First off, total gun related deaths in 2011 for Norway were 142. That's including Breivik, who single-handedly contributed 69 of those deaths. With Norway's population of about 5 million people, this is 2.87 gun deaths per 100,000 people.
In the same year, the US had a death rate of 10.38 per 100,000, with a total of 32,351 gun related deaths.
Even in Norway's worst year for gun-related homicides, Americans managed to out do themselves in gun deaths. Taking on America's culture would have increased Norway's gun deaths by 3.62 times.
Let's (incorrectly) assume that more guns would completely eliminate mass shootings and that a gun owner did stop Breivik in his tracks before he fired the first shot. Justice served. This would have meant only 73 gun deaths that year. This is about what Norwegians experience in the average year, both before and after Breivik. So far so good.
But American culture would have led to 191 additional gun deaths in Norway in the same year, bringing the total number to 264.

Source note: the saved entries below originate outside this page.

//! Tier router: decides how a question is answered before any research runs.
//!
//! Tiers: 0 recall, 1 model only, 2 hybrid research, 3 deep research.
//!
//! Recall detection is deterministic and runs first, as an ordered list of
//! named `RecallRule`s. Only when no rule matches is the LLM classifier
//! consulted, and its answer passes two guardrails: tier 3 collapses to tier
//! 2 while deep research is disabled, and tier 2 requires the literal trigger
//! keyword in the question. The router never fails; any classifier problem
//! yields tier 1 with confidence 0.5.

use regex::Regex;
use serde::{Deserialize, Serialize};
use std::sync::Arc;
use tracing::{debug, warn};

use crate::brain::{Brain, parse_json_response};
use crate::config::RouterConfig;
use crate::sanitize::{collapse_whitespace, escape_for_llm_prompt, turkish_lowercase};
use crate::types::{GenerationConfig, Question};

const ROUTER_SYSTEM_PROMPT: &str = "You route diabetes questions. \
Answer with a single JSON object and nothing else.";

/// How a question is answered.
#[derive(Debug, Clone, Copy, PartialEq, Eq, PartialOrd, Ord, Hash, Serialize, Deserialize)]
#[serde(into = "u8", try_from = "u8")]
pub enum Tier {
    Recall = 0,
    Model = 1,
    Hybrid = 2,
    Deep = 3,
}

impl Tier {
    /// Whether this tier runs the research orchestrator.
    pub fn runs_research(&self) -> bool {
        matches!(self, Tier::Hybrid | Tier::Deep)
    }
}

impl From<Tier> for u8 {
    fn from(tier: Tier) -> u8 {
        tier as u8
    }
}

impl TryFrom<u8> for Tier {
    type Error = String;

    fn try_from(value: u8) -> Result<Self, Self::Error> {
        match value {
            0 => Ok(Tier::Recall),
            1 => Ok(Tier::Model),
            2 => Ok(Tier::Hybrid),
            3 => Ok(Tier::Deep),
            other => Err(format!("invalid tier {other}")),
        }
    }
}

impl std::fmt::Display for Tier {
    fn fmt(&self, f: &mut std::fmt::Formatter<'_>) -> std::fmt::Result {
        let name = match self {
            Tier::Recall => "recall",
            Tier::Model => "model",
            Tier::Hybrid => "hybrid",
            Tier::Deep => "deep",
        };
        write!(f, "{} ({name})", *self as u8)
    }
}

#[derive(Debug, Clone, PartialEq, Serialize, Deserialize)]
pub struct RouterClassification {
    pub tier: Tier,
    pub reasoning: String,
    /// 0.0–1.0.
    pub confidence: f64,
    pub explicit_deep_request: bool,
    pub is_recall_request: bool,
    #[serde(default, skip_serializing_if = "Option::is_none")]
    pub search_terms: Option<String>,
}

/// Which family of phrasing a recall rule recognizes.
#[derive(Debug, Clone, Copy, PartialEq, Eq, Serialize, Deserialize)]
#[serde(rename_all = "snake_case")]
pub enum RecallFamily {
    /// "araştırmıştık", "konuşmuştuk", "sormuştum"
    PastTense,
    /// "hatırlıyor musun", "geçen sefer", "daha önce konuşmuştuk"
    MemoryPhrase,
    /// "o araştırma", "şu konu"
    Demonstrative,
}

/// A named predicate over the lowercased question.
pub struct RecallRule {
    pub name: &'static str,
    pub family: RecallFamily,
    pattern: Regex,
}

impl RecallRule {
    pub fn new(name: &'static str, family: RecallFamily, pattern: &str) -> Result<Self, regex::Error> {
        Ok(Self {
            name,
            family,
            pattern: Regex::new(pattern)?,
        })
    }

    /// `lowered` must already be Turkish-lowercased.
    pub fn matches(&self, lowered: &str) -> bool {
        self.pattern.is_match(lowered)
    }
}

/// The built-in recall rules, evaluated in this order.
pub fn default_recall_rules() -> Vec<RecallRule> {
    use RecallFamily::*;
    let specs: [(&'static str, RecallFamily, &str); 11] = [
        ("past_research", PastTense, r"araştırmış(tık|tım|tınız)\b|araştırdık\b"),
        ("past_conversation", PastTense, r"konuşmuş(tuk|tum)\b|konuştuk\b"),
        ("past_question", PastTense, r"sormuş(tum|tuk)\b|sorduğum"),
        ("past_mention", PastTense, r"bahsetmiş(tik|tim)\b|bahsettiğin"),
        ("remember", MemoryPhrase, r"hatırlıyor musun|hatırlar mısın|hatırlat"),
        ("last_time", MemoryPhrase, r"geçen (sefer|hafta|gün|ay)"),
        (
            "previously",
            MemoryPhrase,
            r"daha önce\b[^,.;?!]{0,40}?\b(konuş(muş|tu|tuğ)|araştır(mış|dı|dığ)|sor(muş|du|duğ)|bahset(miş|ti|tiğ)|söyle(miş|di|diğ)|anlat(mış|tı|tığ))",
        ),
        ("earlier_session", MemoryPhrase, r"önceki (sohbet|konuşma|araştırma)"),
        ("that_research", Demonstrative, r"\b(o|şu) araştırma"),
        ("that_topic", Demonstrative, r"\b(o|şu) konu"),
        ("that_conversation", Demonstrative, r"\b(o|şu) (sohbet|görüşme|konuşma)"),
    ];
    specs
        .into_iter()
        .map(|(name, family, pattern)| RecallRule::new(name, family, pattern).unwrap())
        .collect()
}

/// Words and phrases removed from a recall question to form search terms.
/// Longer phrases come first so they are removed whole.
const RECALL_FILLERS: &[&str] = &[
    "hatırlıyor musun",
    "hatırlar mısın",
    "ne demiştik",
    "ne konuşmuştuk",
    "geçen sefer",
    "geçen hafta",
    "daha önce",
    "ile ilgili",
    "o araştırma",
    "şu araştırma",
    "o konu",
    "şu konu",
    "araştırmıştık",
    "araştırmıştım",
    "konuşmuştuk",
    "konuşmuştum",
    "sormuştum",
    "sormuştuk",
    "hakkında",
    "neydi",
    "hani",
    "bana",
    "tekrar",
    "söyler",
    "misin",
    "musun",
    "bir",
    "ne",
];

#[derive(Debug, Deserialize)]
struct ClassifierOutput {
    tier: i64,
    #[serde(default)]
    reasoning: String,
    #[serde(default)]
    confidence: Option<f64>,
}

pub struct TierRouter {
    brain: Arc<Brain>,
    config: RouterConfig,
    rules: Vec<RecallRule>,
    filler_pattern: Regex,
}

impl TierRouter {
    pub fn new(brain: Arc<Brain>, config: RouterConfig) -> Self {
        Self::with_rules(brain, config, default_recall_rules())
    }

    pub fn with_rules(brain: Arc<Brain>, config: RouterConfig, rules: Vec<RecallRule>) -> Self {
        let alternation = RECALL_FILLERS
            .iter()
            .map(|f| regex::escape(f))
            .collect::<Vec<_>>()
            .join("|");
        let filler_pattern = Regex::new(&format!(r"\b(?:{alternation})\b")).unwrap();
        Self {
            brain,
            config,
            rules,
            filler_pattern,
        }
    }

    /// The first recall rule matching `text`, if any.
    pub fn detect_recall(&self, text: &str) -> Option<&RecallRule> {
        let lowered = turkish_lowercase(text);
        self.rules.iter().find(|rule| rule.matches(&lowered))
    }

    /// Strip recall filler words and punctuation from a question.
    pub fn extract_search_terms(&self, text: &str) -> String {
        let lowered = turkish_lowercase(text);
        let without_punct: String = lowered
            .chars()
            .map(|c| if c.is_alphanumeric() || c.is_whitespace() || c == '-' { c } else { ' ' })
            .collect();
        let stripped = self.filler_pattern.replace_all(&without_punct, " ");
        collapse_whitespace(&stripped)
    }

    fn contains_trigger(&self, text: &str) -> bool {
        turkish_lowercase(text).contains(&turkish_lowercase(&self.config.trigger_keyword))
    }

    fn is_explicit_deep_request(&self, text: &str) -> bool {
        let lowered = turkish_lowercase(text);
        self.config
            .deep_research_phrases
            .iter()
            .any(|p| lowered.contains(&turkish_lowercase(p)))
    }

    /// Classify a question. Never fails.
    pub async fn classify(&self, question: &Question) -> RouterClassification {
        let explicit_deep_request = self.is_explicit_deep_request(&question.text);

        if let Some(rule) = self.detect_recall(&question.text) {
            let terms = self.extract_search_terms(&question.text);
            debug!(rule = rule.name, family = ?rule.family, terms = %terms, "Recall request detected");
            return RouterClassification {
                tier: Tier::Recall,
                reasoning: format!("recall pattern '{}' matched", rule.name),
                confidence: 1.0,
                explicit_deep_request,
                is_recall_request: true,
                search_terms: Some(if terms.is_empty() {
                    collapse_whitespace(&question.text)
                } else {
                    terms
                }),
            };
        }

        let prompt = self.build_prompt(question);
        let response = match self
            .brain
            .generate(
                &prompt,
                Some(ROUTER_SYSTEM_PROMPT),
                GenerationConfig::new(self.config.temperature, 256),
            )
            .await
        {
            Ok(response) => response,
            Err(e) => {
                warn!(error = %e, "Classifier call failed; defaulting to tier 1");
                return Self::fallback(explicit_deep_request, format!("classifier call failed: {e}"));
            }
        };

        let Some(output) = parse_json_response::<ClassifierOutput>(&response) else {
            warn!("Classifier output could not be parsed; defaulting to tier 1");
            return Self::fallback(explicit_deep_request, "classifier output could not be parsed".into());
        };
        let tier = match output.tier {
            1 => Tier::Model,
            2 => Tier::Hybrid,
            3 => Tier::Deep,
            other => {
                warn!(tier = other, "Classifier returned an invalid tier; defaulting to tier 1");
                return Self::fallback(explicit_deep_request, format!("invalid tier {other}"));
            }
        };

        let mut reasoning = output.reasoning;
        let tier = self.apply_guardrails(tier, &question.text, &mut reasoning);
        RouterClassification {
            tier,
            reasoning,
            confidence: output.confidence.unwrap_or(0.5).clamp(0.0, 1.0),
            explicit_deep_request,
            is_recall_request: false,
            search_terms: None,
        }
    }

    fn apply_guardrails(&self, mut tier: Tier, text: &str, reasoning: &mut String) -> Tier {
        if tier == Tier::Deep && !self.config.deep_research_enabled {
            tier = Tier::Hybrid;
            reasoning.push_str(" [deep research disabled: tier 3 -> 2]");
        }
        if tier == Tier::Hybrid && !self.contains_trigger(text) {
            tier = Tier::Model;
            reasoning.push_str(&format!(
                " [no '{}' keyword: tier 2 -> 1]",
                self.config.trigger_keyword
            ));
        }
        tier
    }

    fn fallback(explicit_deep_request: bool, reasoning: String) -> RouterClassification {
        RouterClassification {
            tier: Tier::Model,
            reasoning,
            confidence: 0.5,
            explicit_deep_request,
            is_recall_request: false,
            search_terms: None,
        }
    }

    fn build_prompt(&self, question: &Question) -> String {
        let mut prompt = format!("Question: {}\n", escape_for_llm_prompt(&question.text, 2000));
        if let Some(profile) = question.profile.as_ref().and_then(|p| p.describe()) {
            prompt.push_str(&format!("User profile: {}\n", escape_for_llm_prompt(&profile, 500)));
        }
        if let Some(previous) = question.last_user_turn() {
            prompt.push_str(&format!(
                "Previous user message: {}\n",
                escape_for_llm_prompt(previous, 1000)
            ));
        }
        prompt.push_str(
            "\nTier 1: answer from model knowledge. Tier 2: search current evidence. \
             Tier 3: multi-round deep research.\n\
             Respond as JSON: {\"tier\": 1|2|3, \"reasoning\": \"...\", \"confidence\": 0.0-1.0}",
        );
        prompt
    }
}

To understand the validity of this estimate, it's useful to understand where these additional gun deaths come from.
Gun related suicides are the number one source of gun deaths in America. They push up the American death rate by a bit relative to Norway. Suicide by firearms is 4.62 times higher in the US than in Norway. If Norwegians did themselves in with guns at the same rate as Americans, they would not have had 69 suicides by gun in 2011 but 319.
This number is meaningless though because Norwegians are smart people and they could find other ingenious ways to kill themselves. And they do. The suicide rate by any method is still higher in the US. Per 100,000 it's 11.85 compared with Norway's 10.59. But notice this is only 1.26 additional gun deaths per 100,000. If we imagine these are down to the ease of shooting oneself with a gun, this is only 63 additional deaths.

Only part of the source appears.